Uma descoberta astronômica recente tem intrigado cientistas: uma fonte de rádio com uma rotação incrivelmente lenta, desafiando o entendimento atual sobre estrelas de nêutrons. Batizada de ASKAP J1839-0756, esse objeto cósmico gira apenas uma vez a cada 6,5 horas, um ritmo muito mais lento do que o previsto para pulsares, as ‘faróis cósmicos’ que emitem feixes de rádio de seus polos magnéticos.
Pulsares, geralmente, giram rapidamente, completando uma rotação em segundos ou até menos. Eles são formados quando grandes estrelas explodem em supernovas, deixando para trás núcleos densos chamados estrelas de nêutrons. Essas estrelas emitem feixes de rádio que, ao varrerem a Terra, criam pulsos periódicos. A ASKAP J1839-0756, no entanto, apresenta um comportamento atípico.
A descoberta foi realizada usando o radiotelescópio ASKAP do CSIRO, localizado na Austrália Ocidental. Durante observações de rotina, a fonte se destacou por não ter sido previamente identificada. Inicialmente, detectou-se apenas um pulso de rádio, com o brilho caindo drasticamente em 95% em apenas 15 minutos. Observações posteriores com o ASKAP, o Australia Telescope Compact Array e o radiotelescópio MeerKAT na África do Sul revelaram dois pulsos separados por 6,5 horas, confirmando a periodicidade da emissão.
A surpresa maior foi a rotação extremamente lenta. Teoricamente, uma estrela de nêutrons, ao perder energia rotacional, diminui a velocidade de rotação e, ao atingir cerca de uma rotação por minuto, deveria parar de emitir pulsos de rádio. A ASKAP J1839-0756 desafia essa teoria, emitindo pulsos mesmo com uma rotação tão lenta.

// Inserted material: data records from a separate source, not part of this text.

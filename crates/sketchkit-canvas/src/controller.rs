//! Pointer-anchored zoom/pan transform logic.
//!
//! [`ZoomPanController`] turns a wheel input into the next viewport while
//! keeping the world point under the pointer visually fixed. It is pure: it
//! reads nothing but its arguments and writes nothing — the input binding
//! pushes the result into the [`CanvasStore`](crate::CanvasStore), which
//! keeps the transform testable without any event-system dependency.

use sketchkit_core::constants::{VIEW_PADDING, ZOOM_STEP_FACTOR};
use sketchkit_core::{Bounds, Point};

use crate::config::CanvasConfig;
use crate::viewport::Viewport;

/// Wheel sensitivity divisor. A delta of 100 (one typical notch) changes
/// zoom by 10%; faster scrolls change it proportionally more.
const WHEEL_ZOOM_DIVISOR: f64 = 1000.0;

/// A wheel input event in screen coordinates.
///
/// Positive `delta_y` (scroll down) zooms out, negative zooms in. After
/// processing, the input binding is expected to mark the originating event
/// as handled so it does not scroll the page.
#[derive(Debug, Clone, Copy, PartialEq)]
pub struct WheelInput {
    /// Vertical scroll amount.
    pub delta_y: f64,
    /// Pointer position at the time of the event, in screen coordinates.
    pub pointer: Point,
}

impl WheelInput {
    /// Creates a wheel input from a raw event.
    pub fn new(delta_y: f64, pointer_x: f64, pointer_y: f64) -> Self {
        Self {
            delta_y,
            pointer: Point::new(pointer_x, pointer_y),
        }
    }

    /// Returns true when every field is a usable finite number.
    pub fn is_finite(&self) -> bool {
        self.delta_y.is_finite() && self.pointer.is_finite()
    }
}

/// Computes viewport transitions within configured zoom bounds.
#[derive(Debug, Clone, Copy)]
pub struct ZoomPanController {
    min_zoom: f64,
    max_zoom: f64,
    view_width: f64,
    view_height: f64,
}

impl ZoomPanController {
    /// Creates a controller from a validated configuration.
    pub fn new(config: &CanvasConfig) -> Self {
        Self {
            min_zoom: config.dimensions.min_zoom,
            max_zoom: config.dimensions.max_zoom,
            view_width: config.viewport.width,
            view_height: config.viewport.height,
        }
    }

    /// The smallest permitted zoom factor.
    pub fn min_zoom(&self) -> f64 {
        self.min_zoom
    }

    /// The largest permitted zoom factor.
    pub fn max_zoom(&self) -> f64 {
        self.max_zoom
    }

    /// Constrains a zoom factor to the configured bounds.
    pub fn clamp_zoom(&self, zoom: f64) -> f64 {
        zoom.clamp(self.min_zoom, self.max_zoom)
    }

    /// Computes the next viewport for a wheel event.
    ///
    /// The anchor is the pointer position expressed relative to the current
    /// pan (`pointer - pan`); scaling that anchor by the zoom ratio and
    /// subtracting it from the pointer keeps the content under the pointer
    /// visually fixed. The anchor deliberately ignores the current zoom —
    /// that is the established observable behavior, so it must not be
    /// replaced with the inverse-zoom form.
    ///
    /// Total over all inputs: non-finite events and degenerate current
    /// state fall through to the unchanged viewport rather than storing
    /// NaN downstream.
    pub fn next_viewport(&self, current: Viewport, wheel: &WheelInput) -> Viewport {
        if !wheel.is_finite() || !current.zoom.is_finite() {
            return current;
        }

        let raw_zoom = current.zoom * (1.0 - wheel.delta_y / WHEEL_ZOOM_DIVISOR);
        let next_zoom = self.clamp_zoom(raw_zoom);

        // Zoom is kept positive by the clamp invariant; if it is ever not,
        // skip the pan adjustment instead of dividing by zero.
        if current.zoom <= 0.0 {
            return Viewport::new(next_zoom, current.pan);
        }

        let anchor = wheel.pointer - current.pan;
        let next_pan = wheel.pointer - anchor * (next_zoom / current.zoom);
        Viewport::new(next_zoom, next_pan)
    }

    /// Steps zoom in by the standard factor, anchored at the view center.
    pub fn zoom_in(&self, current: Viewport) -> Viewport {
        self.zoom_to(current, current.zoom * ZOOM_STEP_FACTOR)
    }

    /// Steps zoom out by the standard factor, anchored at the view center.
    pub fn zoom_out(&self, current: Viewport) -> Viewport {
        self.zoom_to(current, current.zoom / ZOOM_STEP_FACTOR)
    }

    /// Moves to a target zoom, keeping the view center fixed.
    pub fn zoom_to(&self, current: Viewport, target_zoom: f64) -> Viewport {
        if !target_zoom.is_finite() || !current.zoom.is_finite() {
            return current;
        }

        let next_zoom = self.clamp_zoom(target_zoom);
        if current.zoom <= 0.0 {
            return Viewport::new(next_zoom, current.pan);
        }

        let center = Point::new(self.view_width / 2.0, self.view_height / 2.0);
        let anchor = center - current.pan;
        let next_pan = center - anchor * (next_zoom / current.zoom);
        Viewport::new(next_zoom, next_pan)
    }

    /// Computes a viewport that centers the given world-space bounds in the
    /// view with the standard padding, zoomed to fit.
    ///
    /// Returns `None` for degenerate bounds (empty, inverted, non-finite),
    /// leaving the caller's viewport untouched.
    pub fn fit_to_bounds(&self, bounds: &Bounds) -> Option<Viewport> {
        if !bounds.is_valid() {
            return None;
        }

        let padding_factor = 1.0 - VIEW_PADDING * 2.0;
        let zoom_x = self.view_width * padding_factor / bounds.width();
        let zoom_y = self.view_height * padding_factor / bounds.height();
        let zoom = self.clamp_zoom(zoom_x.min(zoom_y));

        // Place the world center at the view center: pan = screen - world * zoom.
        let view_center = Point::new(self.view_width / 2.0, self.view_height / 2.0);
        let pan = view_center - bounds.center() * zoom;
        Some(Viewport::new(zoom, pan))
    }
}
//! Error handling for SketchKit.
//!
//! The runtime surface of the canvas subsystem is intentionally total: store
//! setters and the zoom/pan transform never fail on well-formed numeric
//! input. What can fail is construction — a configuration that violates its
//! own invariants is rejected up front rather than discovered per event.
//!
//! All error types use `thiserror`.

use thiserror::Error;

/// Errors raised while validating a canvas configuration.
#[derive(Error, Debug, Clone, PartialEq)]
pub enum ConfigError {
    /// A dimension (canvas or viewport) is zero, negative, or non-finite.
    #[error("Invalid dimension '{name}': {value}")]
    InvalidDimension {
        /// The offending field name.
        name: &'static str,
        /// The rejected value.
        value: f64,
    },

    /// The minimum zoom bound must be strictly positive.
    #[error("min_zoom must be > 0, got {0}")]
    NonPositiveMinZoom(f64),

    /// The zoom bounds are inverted or collapsed.
    #[error("max_zoom ({max_zoom}) must be greater than min_zoom ({min_zoom})")]
    InvertedZoomBounds {
        /// The configured minimum zoom.
        min_zoom: f64,
        /// The configured maximum zoom.
        max_zoom: f64,
    },

    /// The default zoom falls outside the configured bounds.
    #[error("default_zoom ({default_zoom}) outside [{min_zoom}, {max_zoom}]")]
    DefaultZoomOutOfRange {
        /// The configured default zoom.
        default_zoom: f64,
        /// The configured minimum zoom.
        min_zoom: f64,
        /// The configured maximum zoom.
        max_zoom: f64,
    },

    /// A rendering tunable is out of its valid range.
    #[error("Invalid rendering setting '{name}': {reason}")]
    InvalidRenderSetting {
        /// The offending field name.
        name: &'static str,
        /// Why the value was rejected.
        reason: String,
    },
}

/// Top-level error type for SketchKit crates.
#[derive(Error, Debug, Clone, PartialEq)]
pub enum Error {
    /// Configuration validation failed.
    #[error("Config error: {0}")]
    Config(#[from] ConfigError),
}

/// Result alias used throughout SketchKit.
pub type Result<T> = std::result::Result<T, Error>;
//! # SketchKit
//!
//! Pointer-anchored zoom-and-pan navigation for 2D drawing surfaces.
//!
//! ## Architecture
//!
//! SketchKit is organized as a workspace:
//!
//! 1. **sketchkit-core** - Geometry primitives, errors, shared utilities
//! 2. **sketchkit-canvas** - Viewport state store, zoom/pan transform
//!    controller, surface binding lifecycle
//! 3. **sketchkit** - Binary that wires the pieces together
//!
//! The canvas crate is the heart: a wheel event goes through the pure
//! [`ZoomPanController`], the result lands in the observable
//! [`CanvasStore`], and the rendering collaborator bound by
//! [`SurfaceBinding`] re-applies the transform.

pub use sketchkit_canvas as canvas;

pub use sketchkit_canvas::{
    CanvasConfig, CanvasState, CanvasStore, InteractionFlags, RenderSurface, SubscriptionId,
    SurfaceBinding, Viewport, WheelInput, ZoomPanController,
};

pub use sketchkit_core::{Bounds, ConfigError, Error, Point, Result};

/// Library version
pub const VERSION: &str = env!("CARGO_PKG_VERSION");

/// Build date (set at compile time)
pub const BUILD_DATE: &str = env!("BUILD_DATE");

/// Initialize logging with the default configuration
///
/// Sets up structured logging with console output and `RUST_LOG`
/// environment variable support.
pub fn init_logging() -> anyhow::Result<()> {
    use tracing_subscriber::fmt;
    use tracing_subscriber::prelude::*;
    use tracing_subscriber::EnvFilter;

    let env_filter = EnvFilter::from_default_env().add_directive(tracing::Level::INFO.into());

    let fmt_layer = fmt::layer()
        .with_writer(std::io::stdout)
        .with_target(true)
        .with_level(true);

    tracing_subscriber::registry()
        .with(env_filter)
        .with(fmt_layer)
        .init();

    Ok(())
}
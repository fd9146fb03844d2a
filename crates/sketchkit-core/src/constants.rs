//! Shared numeric constants.

/// Fraction of the view reserved as padding when fitting content.
pub const VIEW_PADDING: f64 = 0.05;

/// Multiplier applied by the discrete zoom-in/zoom-out steps.
pub const ZOOM_STEP_FACTOR: f64 = 1.2;
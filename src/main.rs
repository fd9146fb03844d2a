use std::sync::Arc;

use sketchkit::{
    init_logging, CanvasConfig, CanvasStore, Point, RenderSurface, SurfaceBinding, WheelInput,
    BUILD_DATE, VERSION,
};

/// Surface stand-in that logs the transform commands it receives. A real
/// deployment would hand the binding a window or GPU canvas instead.
struct LoggingSurface;

impl RenderSurface for LoggingSurface {
    fn set_size(&mut self, width: f64, height: f64) {
        tracing::info!("surface sized to {width}x{height}");
    }

    fn apply_zoom(&mut self, zoom: f64) {
        tracing::info!("apply zoom {zoom:.3}");
    }

    fn apply_pan(&mut self, pan: Point) {
        tracing::info!("apply pan {pan}");
    }

    fn release(&mut self) {
        tracing::info!("surface released");
    }
}

fn main() -> anyhow::Result<()> {
    init_logging()?;
    tracing::info!("SketchKit {VERSION} (built {BUILD_DATE})");

    let config = CanvasConfig::with_size(1280.0, 720.0).validated()?;
    let store = Arc::new(CanvasStore::new(&config));

    let mut binding = SurfaceBinding::new(config, store.clone(), LoggingSurface);
    binding.activate();

    // Simulate a burst of scroll-up events under a fixed pointer, then one
    // scroll-down; the point under the pointer stays visually fixed.
    for delta in [-100.0, -100.0, -100.0, 240.0] {
        binding.handle_wheel(&WheelInput::new(delta, 640.0, 360.0));
        tracing::info!("viewport now {}", store.viewport());
    }

    binding.deactivate();
    Ok(())
}
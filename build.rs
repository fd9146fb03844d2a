fn main() {
    // Stamp the build date so the binary can report it at startup.
    let build_date = chrono::Utc::now().format("%Y-%m-%d %H:%M UTC").to_string();
    println!("cargo:rustc-env=BUILD_DATE={}", build_date);
}
//! Places the generated units in one image behind the event table and
//! resolves calls between them.
use std::collections::HashMap;

use crate::bytecode::Opcode;
use crate::codegen::{Entry, UnitCode};
use crate::error::{CompileError, CompileRes, SemanticError, Span};
use crate::target::{NodeDescription, INIT_EVENT_ID};

/// Linked bytecode with the address of each generated statement.
#[derive(Debug, Clone, PartialEq, Eq)]
pub struct Image {
    pub words: Vec<u16>,
    pub source_map: Vec<(Span, u16)>,
}

/// Highest address a `callsub` can reach.
const MAX_ADDRESS: usize = 0xfff;

pub fn link(units: Vec<UnitCode>, node: &NodeDescription) -> CompileRes<Image> {
    let events = units
        .iter()
        .filter(|u| !matches!(u.entry, Entry::Callable(_)))
        .count();
    let header_len = 1 + 2 * events;

    let mut header = vec![header_len as u16];
    let mut callables = HashMap::new();
    let mut handled = HashMap::new();
    let mut bases = Vec::with_capacity(units.len());
    let mut next = header_len;
    for unit in &units {
        let base = next;
        next += unit.code.len();
        if next > MAX_ADDRESS + 1 {
            return Err(CompileError::semantic(SemanticError::CodeTooLarge, unit.span));
        }
        bases.push(base);
        let id = match &unit.entry {
            Entry::Init => INIT_EVENT_ID,
            Entry::Event(name) => node.local_event_id(name).ok_or_else(|| {
                CompileError::semantic(SemanticError::UnknownEvent(name.clone()), unit.span)
            })?,
            Entry::Callable(name) => {
                if callables.insert(name.as_str(), base).is_some() {
                    return Err(CompileError::semantic(
                        SemanticError::DuplicateDefinition(name.clone()),
                        unit.span,
                    ));
                }
                continue;
            }
        };
        if handled.insert(id, base).is_some() {
            let name = match &unit.entry {
                Entry::Event(name) => name.clone(),
                _ => "init".to_string(),
            };
            return Err(CompileError::semantic(
                SemanticError::DuplicateDefinition(name),
                unit.span,
            ));
        }
        header.push(id);
        header.push(base as u16);
    }

    let mut words = header;
    words.reserve(next - header_len);
    let mut source_map = Vec::new();
    for (unit, &base) in units.iter().zip(&bases) {
        let mut code = unit.code.clone();
        for call in &unit.calls {
            let target = callables.get(call.name.as_str()).copied().ok_or_else(|| {
                CompileError::semantic(SemanticError::UnknownFunction(call.name.clone()), call.span)
            })?;
            code[call.at] = Opcode::SubCall.word(target as u16);
        }
        words.extend(code);
        source_map.extend(
            unit.source_map
                .iter()
                .map(|&(span, at)| (span, (base + at) as u16)),
        );
    }
    tracing::debug!(
        target: "link",
        "linked {} units, {} events, {} words",
        units.len(),
        events,
        words.len()
    );
    Ok(Image { words, source_map })
}

#[cfg(test)]
mod tests {
    use super::*;
    use crate::bytecode::{RET, STOP};
    use crate::codegen::CallFixup;

    fn unit(entry: Entry, code: Vec<u16>) -> UnitCode {
        UnitCode {
            entry,
            span: Span::new(0),
            code,
            calls: Vec::new(),
            source_map: vec![(Span::new(0), 0)],
        }
    }

    #[test]
    fn header_lists_init_and_events() {
        let node = NodeDescription::thymio();
        let mut init = unit(Entry::Init, vec![0xd000, STOP]);
        init.calls.push(CallFixup {
            at: 0,
            name: "blink".into(),
            span: Span::new(0),
        });
        let units = vec![
            init,
            unit(Entry::Event("button.left".into()), vec![0x1001, STOP]),
            unit(Entry::Callable("blink".into()), vec![RET]),
        ];
        let image = link(units, &node).unwrap();
        assert_eq!(
            image.words,
            vec![5, 0xffff, 5, 0xfffd, 7, 0xd009, STOP, 0x1001, STOP, RET]
        );
        let addrs: Vec<_> = image.source_map.iter().map(|&(_, a)| a).collect();
        assert_eq!(addrs, vec![5, 7, 9]);
    }

    #[test]
    fn unknown_names_are_reported() {
        let node = NodeDescription::thymio();
        let units = vec![
            unit(Entry::Init, vec![STOP]),
            unit(Entry::Event("nope".into()), vec![STOP]),
        ];
        assert_eq!(
            link(units, &node).unwrap_err().to_string(),
            "unknown event \"nope\""
        );

        let mut init = unit(Entry::Init, vec![0xd000, STOP]);
        init.calls.push(CallFixup {
            at: 0,
            name: "missing".into(),
            span: Span::new(0),
        });
        assert!(link(vec![init], &node).is_err());
    }

    #[test]
    fn event_handled_twice() {
        let node = NodeDescription::thymio();
        let units = vec![
            unit(Entry::Init, vec![STOP]),
            unit(Entry::Event("prox".into()), vec![STOP]),
            unit(Entry::Event("prox".into()), vec![STOP]),
        ];
        assert!(matches!(
            link(units, &node).unwrap_err().kind,
            crate::error::CompileErrorKind::Semantic(SemanticError::DuplicateDefinition(_))
        ));
    }
}
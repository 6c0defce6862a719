use std::str::FromStr;

use thiserror::Error;

use crate::language::Language;

/// Fixed-point values are integers scaled by this factor unless told otherwise.
pub const DEFAULT_FIXED_FACTOR: i16 = 100;

#[derive(Debug, Clone, PartialEq, Eq)]
pub struct CompilerOptions {
    pub language: Language,
    pub factor: i16,
    pub user_events: Vec<UserEvent>,
}

impl Default for CompilerOptions {
    fn default() -> Self {
        Self {
            language: Language::L2,
            factor: DEFAULT_FIXED_FACTOR,
            user_events: Vec::new(),
        }
    }
}

impl CompilerOptions {
    pub fn new(language: Language) -> Self {
        Self {
            language,
            ..Self::default()
        }
    }
    #[must_use]
    pub fn with_factor(mut self, factor: i16) -> Self {
        self.factor = factor;
        self
    }
    #[must_use]
    pub fn with_user_event(mut self, name: impl Into<String>, size: usize) -> Self {
        self.user_events.push(UserEvent {
            name: name.into(),
            size,
        });
        self
    }
    /// Id (declaration index) and declaration of a user event.
    pub fn user_event(&self, name: &str) -> Option<(u16, &UserEvent)> {
        self.user_events
            .iter()
            .enumerate()
            .find(|(_, e)| e.name == name)
            .map(|(i, e)| (i as u16, e))
    }
}

/// Event a program can send to the host with `emit`.
#[derive(Debug, Clone, PartialEq, Eq)]
pub struct UserEvent {
    pub name: String,
    /// Number of data words carried by the event.
    pub size: usize,
}

#[derive(Error, Debug, PartialEq, Eq)]
pub enum UserEventParseError {
    #[error("missing event name")]
    MissingName,
    #[error("invalid event size {0:?}")]
    Size(String),
}

impl FromStr for UserEvent {
    type Err = UserEventParseError;

    /// `name` or `name:size`.
    fn from_str(s: &str) -> Result<Self, Self::Err> {
        let (name, size) = match s.split_once(':') {
            Some((name, size)) => (
                name,
                size.trim()
                    .parse()
                    .map_err(|_| UserEventParseError::Size(size.to_string()))?,
            ),
            None => (s, 0),
        };
        let name = name.trim();
        if name.is_empty() {
            return Err(UserEventParseError::MissingName);
        }
        Ok(Self {
            name: name.to_string(),
            size,
        })
    }
}

#[cfg(test)]
mod tests {
    use super::*;

    #[test]
    fn parses_user_events() {
        assert_eq!(
            "ping".parse(),
            Ok(UserEvent {
                name: "ping".into(),
                size: 0
            })
        );
        assert_eq!(
            "pos:2".parse(),
            Ok(UserEvent {
                name: "pos".into(),
                size: 2
            })
        );
        assert_eq!(
            ":3".parse::<UserEvent>(),
            Err(UserEventParseError::MissingName)
        );
        assert!(matches!(
            "x:big".parse::<UserEvent>(),
            Err(UserEventParseError::Size(_))
        ));
    }

    #[test]
    fn user_event_ids_follow_declaration_order() {
        let options = CompilerOptions::new(Language::Simple)
            .with_user_event("a", 0)
            .with_user_event("b", 3);
        assert_eq!(options.user_event("b").map(|(id, e)| (id, e.size)), Some((1, 3)));
        assert_eq!(options.factor, DEFAULT_FIXED_FACTOR);
    }
}
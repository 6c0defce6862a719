//! Function-call syntax for the math natives of the target.
use std::fmt;

use crate::ast::Type;
use crate::language::Language;
use crate::target::NodeDescription;

#[derive(Debug, Clone, Copy, PartialEq, Eq, Hash)]
pub enum Macro {
    Min,
    Max,
    Clamp,
    MulDiv,
    Atan2,
    Sin,
    Cos,
    Sqrt,
    Rand,
    /// `abs(x)` in the C-like language, where `abs` is not an operator
    Abs,
}

impl Macro {
    pub const ALL: [Macro; 10] = [
        Self::Min,
        Self::Max,
        Self::Clamp,
        Self::MulDiv,
        Self::Atan2,
        Self::Sin,
        Self::Cos,
        Self::Sqrt,
        Self::Rand,
        Self::Abs,
    ];

    pub const fn name(self) -> &'static str {
        match self {
            Self::Min => "min",
            Self::Max => "max",
            Self::Clamp => "clamp",
            Self::MulDiv => "muldiv",
            Self::Atan2 => "atan2",
            Self::Sin => "sin",
            Self::Cos => "cos",
            Self::Sqrt => "sqrt",
            Self::Rand => "rand",
            Self::Abs => "abs",
        }
    }

    /// Native function doing the work; `None` for macros expanded inline.
    pub const fn native(self) -> Option<&'static str> {
        Some(match self {
            Self::Min => "math.min",
            Self::Max => "math.max",
            Self::Clamp => "math.clamp",
            Self::MulDiv => "math.muldiv",
            Self::Atan2 => "math.atan2",
            Self::Sin => "math.sin",
            Self::Cos => "math.cos",
            Self::Sqrt => "math.sqrt",
            Self::Rand => "math.rand",
            Self::Abs => return None,
        })
    }

    pub const fn arity(self) -> usize {
        match self {
            Self::Rand => 0,
            Self::Sin | Self::Cos | Self::Sqrt | Self::Abs => 1,
            Self::Min | Self::Max | Self::Atan2 => 2,
            Self::Clamp | Self::MulDiv => 3,
        }
    }

    pub fn result_type(self, args: &[Type]) -> Type {
        match self {
            Self::Abs => args.first().copied().unwrap_or(Type::Number),
            _ => Type::Number,
        }
    }

    /// Resolves `name` to a macro usable with this language and target.
    pub fn lookup(name: &str, language: Language, node: &NodeDescription) -> Option<Self> {
        Self::ALL.iter().copied().find(|m| {
            m.name() == name
                && match m.native() {
                    Some(native) => node.native(native).is_some(),
                    None => language == Language::L2,
                }
        })
    }
}

impl fmt::Display for Macro {
    fn fmt(&self, f: &mut fmt::Formatter) -> fmt::Result {
        f.write_str(self.name())
    }
}

#[cfg(test)]
mod tests {
    use super::*;
    use crate::target::{NativeFunction, NodeDescription};

    #[test]
    fn availability_follows_natives() {
        let thymio = NodeDescription::thymio();
        assert_eq!(
            Macro::lookup("muldiv", Language::Simple, &thymio),
            Some(Macro::MulDiv)
        );
        assert_eq!(Macro::lookup("abs", Language::Simple, &thymio), None);
        assert_eq!(Macro::lookup("abs", Language::L2, &thymio), Some(Macro::Abs));

        let bare = NodeDescription {
            native_functions: vec![NativeFunction {
                name: "math.min".into(),
                args: vec![-1, -1, -1],
            }],
            ..thymio
        };
        assert_eq!(Macro::lookup("min", Language::L2, &bare), Some(Macro::Min));
        assert_eq!(Macro::lookup("max", Language::L2, &bare), None);
    }

    #[test]
    fn abs_keeps_argument_type() {
        assert_eq!(Macro::Abs.result_type(&[Type::Fixed]), Type::Fixed);
        assert_eq!(Macro::Sqrt.result_type(&[Type::Fixed]), Type::Number);
    }
}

Outro aspecto peculiar é o alinhamento da ASKAP J1839-0756 com a Terra, que permite observar pulsos de ambos os polos magnéticos. A maioria dos pulsares é como ‘lanternas de um lado só’, com o eixo de rotação alinhado ao eixo magnético, permitindo ver flashes de apenas um polo. Cerca de 3% dos pulsares apresentam os eixos de rotação e magnético quase em ângulos retos, revelando pulsos de ambos os polos. Esses ‘interpulsos’ oferecem uma visão única da geometria e do campo magnético da estrela. ASKAP J1839-0756 se destaca como o primeiro objeto de rotação lenta a emitir interpulsos, gerando grandes questões sobre seu funcionamento.
O que poderia estar alimentando essa anomalia cósmica? Uma hipótese é que seja um magnetar, uma estrela de nêutrons com um campo magnético muito poderoso. Magnetars geram pulsos de rádio por meio de mecanismos diferentes, o que poderia explicar a emissão mesmo com rotação lenta. No entanto, mesmo os magnetars têm limites, e seus períodos costumam ser medidos em segundos. A exceção é um magnetar chamado 1E 161348-5055, com período de 6,67 horas, mas que emite raios X, e não pulsos de rádio.
Outra teoria sugere que o objeto poderia ser uma anã branca, o núcleo remanescente de estrelas menos massivas, que giram mais lentamente do que estrelas de nêutrons. No entanto, até o momento, não foram observadas anãs brancas isoladas emitindo pulsos de rádio. Também não há evidências de uma anã branca na localização da ASKAP J1839-0756 em outras frequências.
Independentemente de sua natureza, a ASKAP J1839-0756 representa um enigma cósmico, forçando astrônomos a repensar o comportamento das estrelas de nêutrons. Sua combinação incomum de rotação lenta, pulsos de rádio e interpulsos desafia as teorias atuais e abre portas para novas explorações sobre o que reside no coração desse mistério cósmico. A descoberta é um lembrete de que o universo continua a nos surpreender, especialmente quando pensamos ter desvendado todos os seus segredos. Publicado na Nature Astronomy, o estudo marca um avanço na compreensão de fenômenos cósmicos extremos.